## [Problem to solve]
Search the listing for the word "pipeline". Copy every line where it is found.

## [Provided data]
______________________________
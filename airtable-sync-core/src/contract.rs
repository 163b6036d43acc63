//! # contract: the seam between orchestration and the remote table store
//!
//! [`RecordSource`] is the single trait the synchronise pipeline depends on for
//! reading records. [`crate::fetch::AirtableClient`] implements it against the
//! Airtable REST API; tests use the generated `MockRecordSource`.
//!
//! ## Mocking & Testing
//! - The trait is annotated for `mockall`, so consumers can script exactly which
//!   records each table returns, or make a fetch fail.

use async_trait::async_trait;
use mockall::automock;
use serde::Deserialize;
use serde_json::{Map, Value};

use crate::error::SyncError;

/// One record as returned by the store. Immutable once fetched.
#[derive(Debug, Clone, PartialEq, Deserialize)]
pub struct RemoteRecord {
    pub id: String,
    #[serde(rename = "createdTime", default)]
    pub created_time: Option<String>,
    /// Airtable omits empty fields entirely, so any key may be missing.
    #[serde(default)]
    pub fields: Map<String, Value>,
}

/// Coordinates of a table in the store, plus the requested ordering.
#[derive(Debug, Clone, PartialEq)]
pub struct TableRef {
    pub base_id: String,
    pub table_id: String,
    /// Field to sort ascending by; `None` keeps the store's default order.
    pub sort: Option<String>,
}

/// Reads every record of a table.
///
/// Implementations handle pagination themselves and return either the
/// complete record set or an error; there is no partial result.
#[cfg_attr(any(test, feature = "test-export-mocks"), automock)]
#[async_trait]
pub trait RecordSource: Send + Sync {
    async fn fetch_all(&self, table: &TableRef) -> Result<Vec<RemoteRecord>, SyncError>;
}
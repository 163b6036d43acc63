///
/// This module implements the CLI interface for airtable-sync: command parsing,
/// argument validation, the async entrypoint and the user-visible report.
///
/// All data models and pipeline logic live in the [`airtable-sync-core`] crate.
/// This module is strictly CLI glue.
///
/// ## How To Use
/// - `airtable-sync sync entries` / `airtable-sync sync dincharya` run a built-in
///   export configured from the environment.
/// - `airtable-sync sync --config jobs.yaml` runs a job declared in YAML.
/// - For programmatic/integration use: call [`run`] with a constructed [`Cli`].
///
/// [`airtable-sync-core`]: ../../airtable-sync-core/
use crate::load_config::{load_config, JobSource};
use crate::report::{format_banner, format_report};
use airtable_sync_core::fetch::AirtableClient;
use airtable_sync_core::presets::Preset;
use airtable_sync_core::synchronise::synchronise;
use anyhow::Result;
use clap::{Parser, Subcommand, ValueEnum};
use std::path::PathBuf;

/// CLI for airtable-sync: export Airtable tables to normalised CSV files.
#[derive(Parser)]
#[clap(
    name = "airtable-sync",
    version,
    about = "Export Airtable tables to normalised CSV files"
)]
pub struct Cli {
    #[clap(subcommand)]
    pub command: Commands,
}

#[derive(Subcommand)]
pub enum Commands {
    /// Fetch every configured table and overwrite its CSV export
    Sync {
        /// Built-in export to run, configured from environment variables
        #[clap(value_enum, required_unless_present = "config", conflicts_with = "config")]
        job: Option<JobArg>,
        /// Path to a YAML job file
        #[clap(long)]
        config: Option<PathBuf>,
        /// Directory to write CSV files into (overrides the job's own setting)
        #[clap(long)]
        output_dir: Option<PathBuf>,
    },
}

#[derive(Debug, Clone, Copy, PartialEq, Eq, ValueEnum)]
pub enum JobArg {
    /// Cognitive Log entries → entries_data.csv (replaces sync_airtable.py)
    Entries,
    /// Din Charya priorities and tasks → priorities.csv, tasks.csv (replaces sync_dincharya.py)
    Dincharya,
}

impl From<JobArg> for Preset {
    fn from(arg: JobArg) -> Self {
        match arg {
            JobArg::Entries => Preset::Entries,
            JobArg::Dincharya => Preset::DinCharya,
        }
    }
}

/// Extracted async CLI logic entrypoint for integration tests and main()
pub async fn run(cli: Cli) -> Result<()> {
    // Emit a top-level 'trace_initialised' event at the very start
    tracing::info!("trace_initialised");

    match cli.command {
        Commands::Sync {
            job,
            config,
            output_dir,
        } => {
            let source = match (job, config) {
                (_, Some(path)) => JobSource::File(path),
                (Some(job), None) => JobSource::Preset(job.into()),
                (None, None) => anyhow::bail!("either a job name or --config is required"),
            };
            let config = load_config(&source, output_dir)?;
            tracing::info!(command = "sync", job = %config.job.name, "Starting synchronisation process");

            println!("{}", format_banner(&config.job.name));
            let client = AirtableClient::new(config.airtable.clone());
            match synchronise(&config.job, &client).await {
                Ok(report) => {
                    tracing::info!(command = "sync", ?report, "Synchronisation complete");
                    println!("{}", format_report(&report));
                    Ok(())
                }
                Err(e) => {
                    tracing::error!(command = "sync", error = %e, "Synchronisation failed");
                    Err(anyhow::Error::new(e).context("Synchronisation failed"))
                }
            }
        }
    }
}
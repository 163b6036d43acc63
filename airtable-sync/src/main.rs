use airtable_sync::cli::{run, Cli};
use anyhow::Result;
use clap::Parser;
use tracing_subscriber::EnvFilter;

#[tokio::main]
async fn main() -> Result<()> {
    // Load environment
    dotenvy::dotenv().ok();

    // Logs go to stderr so stdout carries only the run report.
    tracing_subscriber::fmt()
        .with_env_filter(EnvFilter::try_from_default_env().unwrap_or_else(|_| EnvFilter::new("info")))
        .with_writer(std::io::stderr)
        .init();
    tracing::info!("CLI application startup: tracing initialised, environment loaded");

    let cli = Cli::parse();
    tracing::info!("CLI arguments parsed, invoking run");
    let result = run(cli).await;
    match &result {
        Ok(_) => tracing::info!("CLI completed successfully"),
        Err(e) => tracing::error!(error = %e, "CLI exited with error"),
    }
    result
}
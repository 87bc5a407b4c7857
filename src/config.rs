//! Configuration types for PDF-to-PNG conversion.
//!
//! All conversion behaviour is controlled through [`ConversionConfig`], built
//! via its [`ConversionConfigBuilder`]. Keeping every knob in one struct makes
//! it trivial to share configs across tasks and to diff two runs to understand
//! why their outputs differ. The resolution default lives here as an explicit
//! field threaded through every entry point, not as a hidden module constant.

use crate::error::Pdf2PngError;
use crate::progress::ProgressCallback;
use std::fmt;

/// Rendering resolution in dots per inch used when no override is given.
pub const DEFAULT_DPI: u32 = 300;

/// Configuration for a PDF-to-PNG conversion run.
///
/// Built via [`ConversionConfig::builder()`] or using
/// [`ConversionConfig::default()`].
///
/// # Example
/// ```rust
/// use pdf2png::ConversionConfig;
///
/// let config = ConversionConfig::builder()
///     .dpi(150)
///     .concurrency(4)
///     .build()
///     .unwrap();
/// ```
#[derive(Clone)]
pub struct ConversionConfig {
    /// Rendering DPI used when rasterising each PDF page. Range: 72–1200. Default: 300.
    ///
    /// 300 DPI keeps fine linework and small annotation text legible for a
    /// downstream vision model. Drop to 150 when file size or rendering time
    /// matters more than pixel density; large-format drawings may need the
    /// pixel cap below long before they need less DPI.
    pub dpi: u32,

    /// Maximum rendered image dimension (width or height) in pixels. Default: 20 000.
    ///
    /// A safety cap independent of DPI. A 300-DPI render of an A0 sheet is
    /// roughly 14 000 px on the long edge; anything past this cap is scaled
    /// down proportionally so pdfium never allocates an unbounded bitmap.
    pub max_rendered_pixels: u32,

    /// Number of PDFs converted concurrently in batch mode. Default: 1.
    ///
    /// Files are independent, so batch conversion may fan out across them.
    /// Page order *within* each PDF stays strictly sequential regardless of
    /// this setting; only whole files run in parallel.
    pub concurrency: usize,

    /// Callback receiving per-file and per-page progress events.
    pub progress_callback: Option<ProgressCallback>,
}

impl Default for ConversionConfig {
    fn default() -> Self {
        Self {
            dpi: DEFAULT_DPI,
            max_rendered_pixels: 20_000,
            concurrency: 1,
            progress_callback: None,
        }
    }
}

impl fmt::Debug for ConversionConfig {
    fn fmt(&self, f: &mut fmt::Formatter<'_>) -> fmt::Result {
        f.debug_struct("ConversionConfig")
            .field("dpi", &self.dpi)
            .field("max_rendered_pixels", &self.max_rendered_pixels)
            .field("concurrency", &self.concurrency)
            .field(
                "progress_callback",
                &self.progress_callback.as_ref().map(|_| "<dyn callback>"),
            )
            .finish()
    }
}

impl ConversionConfig {
    /// Create a new builder for `ConversionConfig`.
    pub fn builder() -> ConversionConfigBuilder {
        ConversionConfigBuilder {
            config: Self::default(),
        }
    }
}

/// Builder for [`ConversionConfig`].
pub struct ConversionConfigBuilder {
    config: ConversionConfig,
}

impl ConversionConfigBuilder {
    pub fn dpi(mut self, dpi: u32) -> Self {
        self.config.dpi = dpi.clamp(72, 1200);
        self
    }

    pub fn max_rendered_pixels(mut self, px: u32) -> Self {
        self.config.max_rendered_pixels = px.max(100);
        self
    }

    pub fn concurrency(mut self, n: usize) -> Self {
        self.config.concurrency = n.max(1);
        self
    }

    pub fn progress_callback(mut self, cb: ProgressCallback) -> Self {
        self.config.progress_callback = Some(cb);
        self
    }

    /// Build the configuration, validating constraints.
    pub fn build(self) -> Result<ConversionConfig, Pdf2PngError> {
        let c = &self.config;
        if c.dpi < 72 || c.dpi > 1200 {
            return Err(Pdf2PngError::InvalidConfig(format!(
                "DPI must be 72–1200, got {}",
                c.dpi
            )));
        }
        if c.concurrency == 0 {
            return Err(Pdf2PngError::InvalidConfig(
                "Concurrency must be ≥ 1".into(),
            ));
        }
        Ok(self.config)
    }
}

#[cfg(test)]
mod tests {
    use super::*;

    #[test]
    fn default_dpi_is_300() {
        assert_eq!(ConversionConfig::default().dpi, 300);
    }

    #[test]
    fn builder_clamps_dpi_into_range() {
        let low = ConversionConfig::builder().dpi(10).build().unwrap();
        assert_eq!(low.dpi, 72);
        let high = ConversionConfig::builder().dpi(5000).build().unwrap();
        assert_eq!(high.dpi, 1200);
    }

    #[test]
    fn builder_clamps_concurrency_to_one() {
        let config = ConversionConfig::builder().concurrency(0).build().unwrap();
        assert_eq!(config.concurrency, 1);
    }

    #[test]
    fn debug_does_not_require_callback_debug() {
        let config = ConversionConfig::default();
        let s = format!("{config:?}");
        assert!(s.contains("dpi: 300"), "got: {s}");
    }
}
//! Result types describing what a conversion run produced.
//!
//! One [`FileResult`] per input PDF, aggregated into a [`BatchOutput`] with
//! summary [`BatchStats`]. All types serialise to JSON for machine-readable
//! run records (`pdf2png --json`).

use crate::error::FileError;
use serde::{Deserialize, Serialize};
use std::path::PathBuf;

/// Outcome of converting a single PDF.
///
/// A failed file carries its [`FileError`] and counts as zero pages; it
/// never aborts the batch.
#[derive(Debug, Clone, Serialize, Deserialize)]
pub struct FileResult {
    /// The input PDF this result describes.
    pub pdf_path: PathBuf,

    /// Number of page images written, in page order. Zero on failure.
    pub pages_written: usize,

    /// Paths of the PNG files produced, `<base>_page_1.png` onwards.
    pub outputs: Vec<PathBuf>,

    /// The contained error, if this file failed.
    pub error: Option<FileError>,

    /// Wall-clock time spent on this file in milliseconds.
    pub duration_ms: u64,
}

impl FileResult {
    /// True when the file converted without error.
    pub fn succeeded(&self) -> bool {
        self.error.is_none()
    }

    pub(crate) fn failure(pdf_path: PathBuf, error: FileError, duration_ms: u64) -> Self {
        Self {
            pdf_path,
            pages_written: 0,
            outputs: Vec::new(),
            error: Some(error),
            duration_ms,
        }
    }
}

/// Aggregate counters for a conversion run.
#[derive(Debug, Clone, Serialize, Deserialize)]
pub struct BatchStats {
    /// PDFs matched by the input (1 in single-file mode).
    pub total_files: usize,
    /// Files that converted without error.
    pub converted_files: usize,
    /// Files whose conversion failed and was contained.
    pub failed_files: usize,
    /// Pages written across the whole run.
    pub total_pages: usize,
    /// Wall-clock time for the whole run in milliseconds.
    pub total_duration_ms: u64,
}

/// Everything produced by one run: per-file results plus summary stats.
#[derive(Debug, Clone, Serialize, Deserialize)]
pub struct BatchOutput {
    pub files: Vec<FileResult>,
    pub stats: BatchStats,
}

impl BatchOutput {
    /// Assemble the output from per-file results, computing the stats.
    pub(crate) fn from_results(files: Vec<FileResult>, total_duration_ms: u64) -> Self {
        let converted = files.iter().filter(|f| f.succeeded()).count();
        let failed = files.len() - converted;
        let total_pages = files.iter().map(|f| f.pages_written).sum();
        let stats = BatchStats {
            total_files: files.len(),
            converted_files: converted,
            failed_files: failed,
            total_pages,
            total_duration_ms,
        };
        Self { files, stats }
    }
}
//! Error types for the pdf2png library.
//!
//! Two distinct error types reflect two distinct failure modes:
//!
//! * [`Pdf2PngError`] — **Fatal**: the run cannot proceed at all
//!   (input path is neither a file nor a directory, the input directory
//!   cannot be listed, invalid configuration). Returned as
//!   `Err(Pdf2PngError)` from the top-level `convert*` functions.
//!
//! * [`FileError`] — **Non-fatal**: a single PDF failed (corrupt file,
//!   rasterisation error, PNG write error) but other files in the batch
//!   are fine. Stored inside [`crate::output::FileResult`] so callers can
//!   inspect partial success rather than losing the whole batch to one
//!   bad document.
//!
//! The separation lets callers decide their own tolerance: abort on the
//! first file failure, log and continue, or collect all errors for a
//! post-run report. The batch driver always continues.

use std::path::PathBuf;
use thiserror::Error;

/// All fatal errors returned by the pdf2png library.
///
/// Per-file failures use [`FileError`] and are stored in
/// [`crate::output::FileResult`] rather than propagated here.
#[derive(Debug, Error)]
pub enum Pdf2PngError {
    /// Input path is neither an existing file nor an existing directory.
    #[error("Invalid input path: '{path}' is neither a file nor a directory\nCheck the path exists and is readable.")]
    InvalidInput { path: PathBuf },

    /// The input directory exists but its entries could not be listed.
    #[error("Failed to list directory '{path}': {source}")]
    ListDirFailed {
        path: PathBuf,
        #[source]
        source: std::io::Error,
    },

    /// Builder validation failed.
    #[error("Invalid configuration: {0}")]
    InvalidConfig(String),

    /// Unexpected internal error.
    #[error("Internal error: {0}")]
    Internal(String),
}

/// A non-fatal error for a single PDF file.
///
/// Stored inside [`crate::output::FileResult`] when a file fails.
/// The overall batch continues; the failing file counts as zero pages.
#[derive(Debug, Clone, Error, serde::Serialize, serde::Deserialize)]
pub enum FileError {
    /// The file exists and was read, but does not start with `%PDF`.
    #[error("File is not a valid PDF: '{path}'\nFirst bytes: {magic:?}")]
    NotAPdf { path: PathBuf, magic: [u8; 4] },

    /// The file could not be opened for reading.
    #[error("Failed to read '{path}': {detail}")]
    Unreadable { path: PathBuf, detail: String },

    /// pdfium could not parse the document at all.
    #[error("PDF '{path}' could not be opened: {detail}")]
    CorruptPdf { path: PathBuf, detail: String },

    /// pdfium returned an error while rasterising a specific page.
    #[error("Rasterisation failed for page {page} of '{path}': {detail}")]
    RenderFailed {
        path: PathBuf,
        page: usize,
        detail: String,
    },

    /// The page image could not be encoded or written to disk.
    #[error("Failed to write '{path}': {detail}")]
    WriteFailed { path: PathBuf, detail: String },

    /// Could not bind to a pdfium library.
    #[error(
        "PDF engine unavailable: {detail}\n\n\
Set PDFIUM_LIB_PATH=/path/to/directory containing libpdfium, or install\n\
pdfium as a system library. Prebuilt binaries: bblanchon/pdfium-binaries."
    )]
    Engine { detail: String },
}

#[cfg(test)]
mod tests {
    use super::*;

    #[test]
    fn invalid_input_display_names_path() {
        let e = Pdf2PngError::InvalidInput {
            path: PathBuf::from("/no/such/thing"),
        };
        let msg = e.to_string();
        assert!(msg.contains("/no/such/thing"), "got: {msg}");
        assert!(msg.contains("neither a file nor a directory"));
    }

    #[test]
    fn not_a_pdf_display_shows_magic() {
        let e = FileError::NotAPdf {
            path: PathBuf::from("plans.txt"),
            magic: *b"GIF8",
        };
        let msg = e.to_string();
        assert!(msg.contains("plans.txt"));
        assert!(msg.contains("71"), "magic bytes should be listed: {msg}");
    }

    #[test]
    fn render_failed_display_names_page() {
        let e = FileError::RenderFailed {
            path: PathBuf::from("site_plan.pdf"),
            page: 7,
            detail: "bitmap allocation failed".into(),
        };
        let msg = e.to_string();
        assert!(msg.contains("page 7"));
        assert!(msg.contains("site_plan.pdf"));
        assert!(msg.contains("bitmap allocation failed"));
    }

    #[test]
    fn file_error_round_trips_through_json() {
        let e = FileError::CorruptPdf {
            path: PathBuf::from("broken.pdf"),
            detail: "bad xref".into(),
        };
        let json = serde_json::to_string(&e).expect("serialise");
        let back: FileError = serde_json::from_str(&json).expect("deserialise");
        assert_eq!(back.to_string(), e.to_string());
    }
}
______________________________
## [Output of the task]
//! [`RecordSource`] is the single trait the synchronise pipeline depends on for
/// All data models and pipeline logic live in the [`airtable-sync-core`] crate.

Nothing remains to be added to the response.